╔══

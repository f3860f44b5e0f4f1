use crate::city::CityName;
use crate::error::ScheduleError;
use crate::schedule::SchedulePool;
use crate::time::Time;
use serde::Deserialize;
use std::io;
use std::path::Path;
use thiserror::Error;

#[derive(Debug, Error)]
pub enum ScenarioError {
    #[error("could not read scenario: {0}")]
    Io(#[from] io::Error),

    #[error("could not parse scenario: {0}")]
    Json(#[from] serde_json::Error),

    #[error("scenario entry {0:?} has no usable city name")]
    BadCity(String),

    #[error("scenario entry {city}: {source}")]
    Schedule {
        city: String,
        #[source]
        source: ScheduleError,
    },
}

#[derive(Debug, Deserialize)]
struct RawFlight {
    time: u16,
    capacity: u32,
}

#[derive(Debug, Deserialize)]
struct RawSchedule {
    destination: String,
    #[serde(default)]
    flights: Vec<RawFlight>,
}

/// Startup seed: cities and flights to create before the prompt opens.
#[derive(Debug, Deserialize)]
pub struct Scenario {
    schedules: Vec<RawSchedule>,
}

impl Scenario {
    pub fn load_from_file(path: &Path) -> Result<Self, ScenarioError> {
        let data = std::fs::read_to_string(path)?;
        Self::from_json(&data)
    }

    pub fn from_json(data: &str) -> Result<Self, ScenarioError> {
        Ok(serde_json::from_str(data)?)
    }

    /// Replays the seed through the regular pool operations, stopping at the first failure.
    /// Returns the number of schedules created.
    pub fn apply(&self, pool: &mut SchedulePool) -> Result<usize, ScenarioError> {
        for raw in &self.schedules {
            let wrap = |source: ScheduleError| ScenarioError::Schedule {
                city: raw.destination.clone(),
                source,
            };
            let city = CityName::new(&raw.destination)
                .ok_or_else(|| ScenarioError::BadCity(raw.destination.clone()))?;
            let handle = pool.add_city(city).map_err(wrap)?;
            let schedule = pool.get_mut(handle).map_err(wrap)?;
            for flight in &raw.flights {
                let time = Time::new(flight.time).map_err(wrap)?;
                schedule.flights.add(time, flight.capacity).map_err(wrap)?;
            }
        }
        Ok(self.schedules.len())
    }
}
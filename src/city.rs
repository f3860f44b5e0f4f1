use std::fmt;
use std::fmt::Formatter;
use std::sync::Arc;

pub const MAX_CITY_NAME_LEN: usize = 20;

/// Destination name of a schedule, at most `MAX_CITY_NAME_LEN` characters.
#[derive(Clone, Debug, PartialEq, Eq, Hash, PartialOrd, Ord)]
pub struct CityName(Arc<str>);

impl CityName {
    /// Normalizes raw input the way the console reads a city: leading non-letters are skipped,
    /// the name is cut at `MAX_CITY_NAME_LEN` characters and trailing whitespace is dropped.
    /// Returns `None` when no letter is present.
    pub fn new(raw: &str) -> Option<CityName> {
        let start = raw.find(|c: char| c.is_ascii_alphabetic())?;
        let bounded: String = raw[start..].chars().take(MAX_CITY_NAME_LEN).collect();
        Some(CityName(Arc::from(bounded.trim_end())))
    }

    pub fn as_str(&self) -> &str {
        &self.0
    }
}

impl PartialEq<str> for CityName {
    fn eq(&self, other: &str) -> bool {
        *self.0 == *other
    }
}

impl fmt::Display for CityName {
    fn fmt(&self, f: &mut Formatter<'_>) -> fmt::Result {
        write!(f, "{}", self.0)
    }
}
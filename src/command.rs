use crate::city::CityName;
use crate::error::ScheduleError;
use crate::time::Time;
use thiserror::Error;

pub const HELP: &str = "Here are the possible commands:
A <city name>     - Add an active empty flight schedule for
                    <city name>
L                 - List cities which have an active schedule
l <city name>     - List the flights for <city name>
a <city name>
<time> <capacity> - Add a flight for <city name> @ <time> time
                    with <capacity> seats
r <city name>
<time>            - Remove a flight from <city name> whose time is
                    <time>
s <city name>
<time>            - Attempt to schedule seat on flight to
                    <city name> at <time> or next closest time on
                    which there is an available seat
u <city name>
<time>            - Unschedule a seat from flight to <city name>
                    at <time>
R <city name>     - Remove schedule for <city name>
h                 - Print this help message
q                 - Quit

Times are minutes after midnight (0-1439). Arguments after the city may
follow on the same line: a Toronto 360 100";

#[derive(Debug, Clone, PartialEq, Eq)]
pub enum Command {
    AddCity(CityName),
    ListCities,
    ListFlights(CityName),
    AddFlight {
        city: CityName,
        time: Time,
        capacity: u32,
    },
    RemoveFlight {
        city: CityName,
        time: Time,
    },
    ScheduleSeat {
        city: CityName,
        time: Time,
    },
    UnscheduleSeat {
        city: CityName,
        time: Time,
    },
    RemoveCity(CityName),
    Help,
    Quit,
}

#[derive(Debug, Clone, PartialEq, Eq, Error)]
pub enum CommandError {
    #[error("Bad command. Use h to see help.")]
    UnknownCommand,

    #[error("Usage: {0} <city name>")]
    MissingCity(char),

    #[error(transparent)]
    Invalid(#[from] ScheduleError),
}

/// Outcome of feeding input to the parser: either a finished command or one still waiting for
/// numeric arguments on a following line.
#[derive(Debug, Clone, PartialEq, Eq)]
pub enum Parsed {
    Complete(Command),
    Pending(Pending),
}

#[derive(Debug, Clone, PartialEq, Eq)]
pub struct Pending {
    letter: char,
    city: CityName,
    args: Vec<String>,
}

impl Pending {
    pub fn city(&self) -> &CityName {
        &self.city
    }

    /// Consumes the tokens of a continuation line. Extra tokens are ignored.
    pub fn feed(mut self, line: &str) -> Result<Parsed, CommandError> {
        let needed = arity(self.letter);
        self.args.extend(
            line.split_whitespace()
                .take(needed - self.args.len())
                .map(str::to_string),
        );
        if self.args.len() < needed {
            return Ok(Parsed::Pending(self));
        }
        build(self.letter, self.city, &self.args).map(Parsed::Complete)
    }
}

/// Parses one input line. The first character selects the command; the rest of the line holds
/// the city name, optionally followed by its numeric arguments.
pub fn parse(line: &str) -> Result<Parsed, CommandError> {
    let line = line.trim();
    let mut chars = line.chars();
    let Some(letter) = chars.next() else {
        return Err(CommandError::UnknownCommand);
    };
    let rest = chars.as_str();

    match letter {
        'L' => return Ok(Parsed::Complete(Command::ListCities)),
        'h' | '?' => return Ok(Parsed::Complete(Command::Help)),
        'q' => return Ok(Parsed::Complete(Command::Quit)),
        'A' | 'l' | 'R' | 'a' | 'r' | 's' | 'u' => {}
        _ => return Err(CommandError::UnknownCommand),
    }

    let needed = arity(letter);
    let tokens = rest.split_whitespace().collect::<Vec<&str>>();
    let trailing = tokens
        .iter()
        .rev()
        .take_while(|t| looks_numeric(t))
        .count()
        .min(needed)
        .min(tokens.len().saturating_sub(1));
    let split = tokens.len() - trailing;
    let name = if trailing == 0 {
        rest.to_string()
    } else {
        tokens[..split].join(" ")
    };

    let pending = Pending {
        letter,
        city: CityName::new(&name).ok_or(CommandError::MissingCity(letter))?,
        args: tokens[split..].iter().map(|t| t.to_string()).collect(),
    };
    if pending.args.len() < needed {
        return Ok(Parsed::Pending(pending));
    }
    build(pending.letter, pending.city, &pending.args).map(Parsed::Complete)
}

fn arity(letter: char) -> usize {
    match letter {
        'a' => 2,
        'r' | 's' | 'u' => 1,
        _ => 0,
    }
}

fn looks_numeric(token: &str) -> bool {
    let digits = token.strip_prefix(['-', '+']).unwrap_or(token);
    digits.starts_with(|c: char| c.is_ascii_digit())
}

fn parse_capacity(token: &str) -> Result<u32, ScheduleError> {
    token
        .parse::<u32>()
        .ok()
        .filter(|c| *c > 0)
        .ok_or(ScheduleError::InvalidCapacity)
}

fn build(letter: char, city: CityName, args: &[String]) -> Result<Command, CommandError> {
    let command = match letter {
        'A' => Command::AddCity(city),
        'l' => Command::ListFlights(city),
        'R' => Command::RemoveCity(city),
        'a' => Command::AddFlight {
            city,
            time: args[0].parse()?,
            capacity: parse_capacity(&args[1])?,
        },
        'r' => Command::RemoveFlight {
            city,
            time: args[0].parse()?,
        },
        's' => Command::ScheduleSeat {
            city,
            time: args[0].parse()?,
        },
        'u' => Command::UnscheduleSeat {
            city,
            time: args[0].parse()?,
        },
        _ => return Err(CommandError::UnknownCommand),
    };
    Ok(command)
}
//! In-memory schedule core: the slot pool, per-city flight tables, name lookup and seat booking.
//!
//! Nothing here prints or logs; every operation reports through `crate::error::Result`.

mod city_schedule;
mod flight_set;
mod index;
mod pool;
mod seats;

pub use flight_set::MAX_FLIGHTS_PER_CITY;
pub use pool::{DEFAULT_POOL_CAPACITY, SchedulePool};

#[cfg(test)]
pub use city_schedule::CitySchedule;
#[cfg(test)]
pub use pool::SlotState;
use crate::city::CityName;
use crate::time::Time;
use thiserror::Error;

/// Every recoverable failure of the schedule core. The `Display` text is what the console shows.
#[derive(Debug, Clone, PartialEq, Eq, Error)]
pub enum ScheduleError {
    #[error("Sorry no more free schedules.")]
    PoolExhausted,

    #[error("There is a schedule of {0} already.")]
    DuplicateCity(CityName),

    #[error("No schedule for {0}")]
    UnknownCity(String),

    #[error("Sorry we cannot add more flights on this city.")]
    CityFull,

    #[error("There is a flight at {0} already.")]
    DuplicateFlightTime(Time),

    #[error("Sorry there's no flight scheduled on this time.")]
    NoSuchFlight,

    #[error("Sorry there's no more seats available!")]
    NoSeatsAvailable,

    #[error("All the seats on this flights are empty!")]
    AllSeatsEmpty,

    #[error("Invalid time value")]
    InvalidTime,

    #[error("Invalid capacity value")]
    InvalidCapacity,

    #[error("stale or foreign schedule handle")]
    InvalidHandle,
}

pub type Result<T> = std::result::Result<T, ScheduleError>;
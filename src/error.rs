use thiserror::Error;

/// Main error type for askrag
#[derive(Error, Debug)]
pub enum AskragError {
    /// Database-related errors
    #[error("Database error: {0}")]
    Database(#[from] rusqlite::Error),

    /// File system I/O errors
    #[error("IO error: {0}")]
    Io(#[from] std::io::Error),

    /// Configuration errors
    #[error("Configuration error: {0}")]
    Config(String),

    /// Embedding API errors
    #[error("Embedding API error: {0}")]
    Embedding(String),

    /// Chat completion API errors
    #[error("Generation error: {0}")]
    Generation(String),

    /// Encyclopedia lookup errors
    #[error("Encyclopedia error: {0}")]
    Encyclopedia(String),

    /// Vector index / similarity search errors
    #[error("Retrieval error: {0}")]
    Retrieval(String),

    /// Uploaded file type the ingestion pipeline cannot load
    #[error("Unsupported document type: {0}")]
    UnsupportedDocumentType(String),

    /// Parse errors
    #[error("Parse error: {0}")]
    Parse(String),

    /// Invalid input
    #[error("Invalid input: {0}")]
    InvalidInput(String),

    /// A collaborator call exceeded its deadline
    #[error("Timed out after {secs}s waiting for {what}")]
    Timeout { what: String, secs: u64 },
}

/// Convenient Result type using AskragError
pub type Result<T> = std::result::Result<T, AskragError>;
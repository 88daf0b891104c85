use serde::{Deserialize, Serialize};

use super::evaluation::Evaluation;
use super::trace::Trace;

/// Which source produced the answer.
#[derive(Debug, Clone, Copy, PartialEq, Eq, Hash, Serialize, Deserialize)]
#[serde(rename_all = "snake_case")]
pub enum AnswerSource {
    ToolDate,
    ToolMath,
    Document,
    Wikipedia,
    General,
}

impl AnswerSource {
    pub fn as_str(&self) -> &'static str {
        match self {
            AnswerSource::ToolDate => "tool_date",
            AnswerSource::ToolMath => "tool_math",
            AnswerSource::Document => "document",
            AnswerSource::Wikipedia => "wikipedia",
            AnswerSource::General => "general",
        }
    }

    /// Tool answers are computed, not generated.
    pub fn is_tool(&self) -> bool {
        matches!(self, AnswerSource::ToolDate | AnswerSource::ToolMath)
    }
}

impl std::fmt::Display for AnswerSource {
    fn fmt(&self, f: &mut std::fmt::Formatter<'_>) -> std::fmt::Result {
        f.write_str(self.as_str())
    }
}

/// The answer to one question, with its evaluation and routing trace.
#[derive(Debug, Clone, PartialEq, Serialize, Deserialize)]
pub struct AskResult {
    pub answer: String,
    pub evaluation: Evaluation,
    pub trace: Trace,
}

╚══

What is expected: What is the number of lines in the records that include the word "lookup"? Answer with that number only.

Task response: 2